There are moments in history when the world collectively puts its hand to its head - not out of fascination, but out of sheer disbelief. One of those moments has now occurred again. Donald J. Trump, President of the United States, has publicly declared that Canada could save billions of dollars if it stopped being its own nation - and instead became the 51st state of the USA.
This is not a bad joke. It is a real statement from a man who has access to nuclear codes.
Trump speaks of the "fabulous Golden Dome System," a kind of defense architecture whose contents remain as nebulous as his geopolitical fantasies. For Canada, according to his logic, this system would cost 61 billion dollars - unless they submit to Washington, lower the maple leaf flag, and accept the stars and stripes over Ottawa.
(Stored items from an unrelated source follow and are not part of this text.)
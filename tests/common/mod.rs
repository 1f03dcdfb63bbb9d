#![allow(dead_code)]

use async_trait::async_trait;
use dbpanel::console::{Dispatcher, LinkSettings};
use dbpanel::remote::{RemoteCall, RemoteError, RemoteRequest, RemoteResponse};
use std::collections::VecDeque;
use std::sync::{Arc, Mutex};

/// Remote that records every request and answers from a queue.
#[derive(Clone, Default)]
pub struct FakeRemote {
    pub requests: Arc<Mutex<Vec<RemoteRequest>>>,
    pub downloads: Arc<Mutex<Vec<String>>>,
    responses: Arc<Mutex<VecDeque<Result<RemoteResponse, RemoteError>>>>,
}

impl FakeRemote {
    pub fn new() -> Self {
        Self::default()
    }

    pub fn respond(&self, outcome: Result<RemoteResponse, RemoteError>) -> &Self {
        self.responses.lock().unwrap().push_back(outcome);
        self
    }

    pub fn requests(&self) -> Vec<RemoteRequest> {
        self.requests.lock().unwrap().clone()
    }

    pub fn paths(&self) -> Vec<String> {
        self.requests().into_iter().map(|r| r.path).collect()
    }
}

#[async_trait]
impl RemoteCall for FakeRemote {
    async fn call(&self, request: RemoteRequest) -> Result<RemoteResponse, RemoteError> {
        self.requests.lock().unwrap().push(request);
        self.responses
            .lock()
            .unwrap()
            .pop_front()
            .unwrap_or_else(|| Ok(RemoteResponse::text("")))
    }

    async fn download(&self, path: &str) -> Result<Vec<u8>, RemoteError> {
        self.downloads.lock().unwrap().push(path.to_string());
        Ok(b"PK\x03\x04".to_vec())
    }
}

pub fn dispatcher(remote: &FakeRemote, origin: &str) -> Dispatcher {
    Dispatcher::new(Arc::new(remote.clone()), LinkSettings::new(None, origin))
}

pub fn status_error(status: u16, body: &str) -> RemoteError {
    RemoteError::Status {
        status,
        response: RemoteResponse::text(body),
    }
}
What reads like a mix of satire and delusions of grandeur is bitter reality. These are no longer mere violations of political rhetoric - they are acute failures of political sanity. Because anyone who starts using economic pressure to push sovereign nations into political submission is no longer playing by the rules of diplomacy - but with the fire of absurdity and authoritarian delusion.
The question that is growing more urgent is no longer - "What did he say?" - but - "When will it end?" When, finally, will American democracy find the courage to say the obvious? That a president who makes such threats a daily habit, who dehumanizes political opponents, who bends the law and mocks the Constitution, is simply no longer tenable?
This is no longer about individual outbursts, tweets, or vanity. It is about a fundamental erosion of democratic consciousness. When political power becomes an end in itself and reality becomes a toy for one man's delusions of grandeur, then the time to intervene has long since arrived.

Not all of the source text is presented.